A rocket is fired from from the ground at initial velocity of $v_0$ and at an angle $\theta$. At its highest height it splits into 2 parts of equal masses. The first part is fired straight up and at velocity $v_0/2$. Find the angle and intensity of the second part.

Homework Equations

3. The Attempt at a Solution [/B]
At its maximum height the velocity has only the x component which is $v_0cos\theta$. The momentum is $p_0=mv_0cos\theta$. Since it has only the x component and the part which divides has the y component the second part must have an equal y component.

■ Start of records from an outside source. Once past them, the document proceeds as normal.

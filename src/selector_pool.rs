//! Helper selectors for blocking I/O from worker threads.
//!
//! Handler code sometimes needs to block the calling thread on readiness
//! (long body reads, full response writes). Borrowing one of the main
//! pollers for that would stall every other connection on it, so a small
//! pool of helper selectors serves these waits instead. Selectors are
//! constructed on demand up to a hard cap; past the cap, callers queue.

use mio::unix::SourceFd;
use mio::{Events, Interest, Poll, Token};
use parking_lot::{Condvar, Mutex};
use std::io;
use std::os::fd::RawFd;
use std::time::{Duration, Instant};

use crate::event::Ops;

const HELPER: Token = Token(0);

pub(crate) struct SelectorPool {
    free: Mutex<Vec<Poll>>,
    returned: Condvar,
    created: Mutex<usize>,
    max: usize,
}

impl SelectorPool {
    pub(crate) fn new(max: usize) -> Self {
        Self {
            free: Mutex::new(Vec::new()),
            returned: Condvar::new(),
            created: Mutex::new(0),
            max: max.max(1),
        }
    }

    fn get(&self) -> io::Result<Poll> {
        let mut free = self.free.lock();
        loop {
            if let Some(poll) = free.pop() {
                return Ok(poll);
            }
            {
                let mut created = self.created.lock();
                if *created < self.max {
                    *created += 1;
                    drop(created);
                    drop(free);
                    match Poll::new() {
                        Ok(poll) => return Ok(poll),
                        Err(e) => {
                            *self.created.lock() -= 1;
                            return Err(e);
                        }
                    }
                }
            }
            self.returned.wait(&mut free);
        }
    }

    fn put(&self, poll: Poll) {
        self.free.lock().push(poll);
        self.returned.notify_one();
    }

    /// Block the calling thread until `fd` is ready for `ops` or the timeout
    /// elapses. Returns `Ok(false)` on timeout. A timeout of 0 waits
    /// indefinitely.
    pub(crate) fn block_on_ready(&self, fd: RawFd, ops: Ops, timeout_ms: u64) -> io::Result<bool> {
        let mut poll = self.get()?;
        let result = self.wait_on(&mut poll, fd, ops, timeout_ms);
        // best effort: a failed deregister only matters if the selector is
        // reused, and a fresh registration replaces the old one anyway
        let _ = poll.registry().deregister(&mut SourceFd(&fd));
        self.put(poll);
        result
    }

    fn wait_on(&self, poll: &mut Poll, fd: RawFd, ops: Ops, timeout_ms: u64) -> io::Result<bool> {
        let interest = if ops.contains(Ops::WRITE) {
            if ops.contains(Ops::READ) {
                Interest::READABLE | Interest::WRITABLE
            } else {
                Interest::WRITABLE
            }
        } else {
            Interest::READABLE
        };
        poll.registry()
            .register(&mut SourceFd(&fd), HELPER, interest)?;

        let deadline = if timeout_ms == 0 {
            None
        } else {
            Some(Instant::now() + Duration::from_millis(timeout_ms))
        };
        let mut events = Events::with_capacity(4);
        loop {
            let wait = match deadline {
                Some(deadline) => {
                    let now = Instant::now();
                    if now >= deadline {
                        return Ok(false);
                    }
                    Some(deadline - now)
                }
                None => None,
            };
            match poll.poll(&mut events, wait) {
                Ok(()) => {}
                Err(e) if e.kind() == io::ErrorKind::Interrupted => continue,
                Err(e) => return Err(e),
            }
            if events.iter().next().is_some() {
                return Ok(true);
            }
        }
    }
}

#[cfg(test)]
mod tests {
    use super::*;
    use std::io::Write;
    use std::net::{TcpListener, TcpStream};
    use std::os::fd::AsRawFd;

    #[test]
    fn ready_when_data_arrives() {
        let listener = TcpListener::bind("127.0.0.1:0").unwrap();
        let addr = listener.local_addr().unwrap();
        let mut client = TcpStream::connect(addr).unwrap();
        let (server, _) = listener.accept().unwrap();
        server.set_nonblocking(true).unwrap();

        let pool = SelectorPool::new(2);
        client.write_all(b"x").unwrap();
        assert!(
            pool.block_on_ready(server.as_raw_fd(), Ops::READ, 2000)
                .unwrap()
        );
    }

    #[test]
    fn times_out_when_idle() {
        let listener = TcpListener::bind("127.0.0.1:0").unwrap();
        let addr = listener.local_addr().unwrap();
        let _client = TcpStream::connect(addr).unwrap();
        let (server, _) = listener.accept().unwrap();
        server.set_nonblocking(true).unwrap();

        let pool = SelectorPool::new(2);
        assert!(
            !pool
                .block_on_ready(server.as_raw_fd(), Ops::READ, 50)
                .unwrap()
        );
    }

    #[test]
    fn selectors_are_reused() {
        let listener = TcpListener::bind("127.0.0.1:0").unwrap();
        let addr = listener.local_addr().unwrap();
        let _client = TcpStream::connect(addr).unwrap();
        let (server, _) = listener.accept().unwrap();
        server.set_nonblocking(true).unwrap();

        let pool = SelectorPool::new(1);
        for _ in 0..3 {
            // writable immediately: the single selector cycles through
            assert!(
                pool.block_on_ready(server.as_raw_fd(), Ops::WRITE, 1000)
                    .unwrap()
            );
        }
        assert_eq!(*pool.created.lock(), 1);
    }
}
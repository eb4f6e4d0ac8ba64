//! Endpoint metrics.

use metriken::{Counter, Gauge, metric};

#[metric(
    name = "connections_accepted",
    description = "Total number of connections accepted"
)]
pub static CONNECTIONS_ACCEPTED: Counter = Counter::new();

#[metric(
    name = "connections_active",
    description = "Number of currently established connections"
)]
pub static CONNECTIONS_ACTIVE: Gauge = Gauge::new();

#[metric(
    name = "accept_errors",
    description = "Total accept failures (transient errors included)"
)]
pub static ACCEPT_ERRORS: Counter = Counter::new();

#[metric(
    name = "connections_timed_out",
    description = "Connections closed by the poller timeout scan"
)]
pub static CONNECTIONS_TIMED_OUT: Counter = Counter::new();

#[metric(
    name = "handshakes_failed",
    description = "TLS handshakes that failed and closed the connection"
)]
pub static HANDSHAKES_FAILED: Counter = Counter::new();

#[metric(
    name = "sendfile_completed",
    description = "Sendfile transfers completed"
)]
pub static SENDFILE_COMPLETED: Counter = Counter::new();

Mening the $v_{2y}=v_{1y}=v_0/2$. That would make the change in the y component of the momentum $0$. Since that starting condition has total momentum in x direction the $v_2$ part must have the x component equal to the $v_0cos\theta$. The intensity would then be $\sqrt{v_{2y}^2+v_{2x}^2}$. Does this seem right couse when i use it in the problem given by the books where this intial velocity is $1000$ the angle $60$ i get $v_y=500\sqrt{2}$ and the book gives $v_y=1118$?

 

[TomHart]

When the problem says that the first part is fired straight up, I think it means straight up relative to someone on the ground - not straight up relative to the moving projectile.

 

[Merlin3189]

Your method sounds correct in general, though I get a different answer from you when using that approach. I think the book is correct.
Perhaps you could show your working in detail.
I think you may be going wrong in the horizontal component, what you label v_2y

 

[doktorwho]

Your method sounds correct in general, though I get a different answer from you when using that approach. I think the book is correct.
Perhaps you could show your working in detail.
I think you may be going wrong in the horizontal component, what you label v_2y

At the max heigth the velocity has only the x-component which is $v_0cos\theta=500m/s$. Since it then splits into two parts they both must have 0 net y velocity and 500m/s in the x-component. $v_{1y}=500m/s$ and $v_{1x}=0$. From there it follows that the vertical component of the second velocity must be $500m/s$ in order for the y-components to cancel out.
The x component must be equal to $m*500m/s$. So $\frac{m}{2}v_{2x}=m500$. So it should be $1000m/s$ Now i get it right. I forgot the fact that the mass splits so i thought that i have full mass of velocity 2. Good now.

 

[Merlin3189]

Exactly where I went wrong myself at first attempt!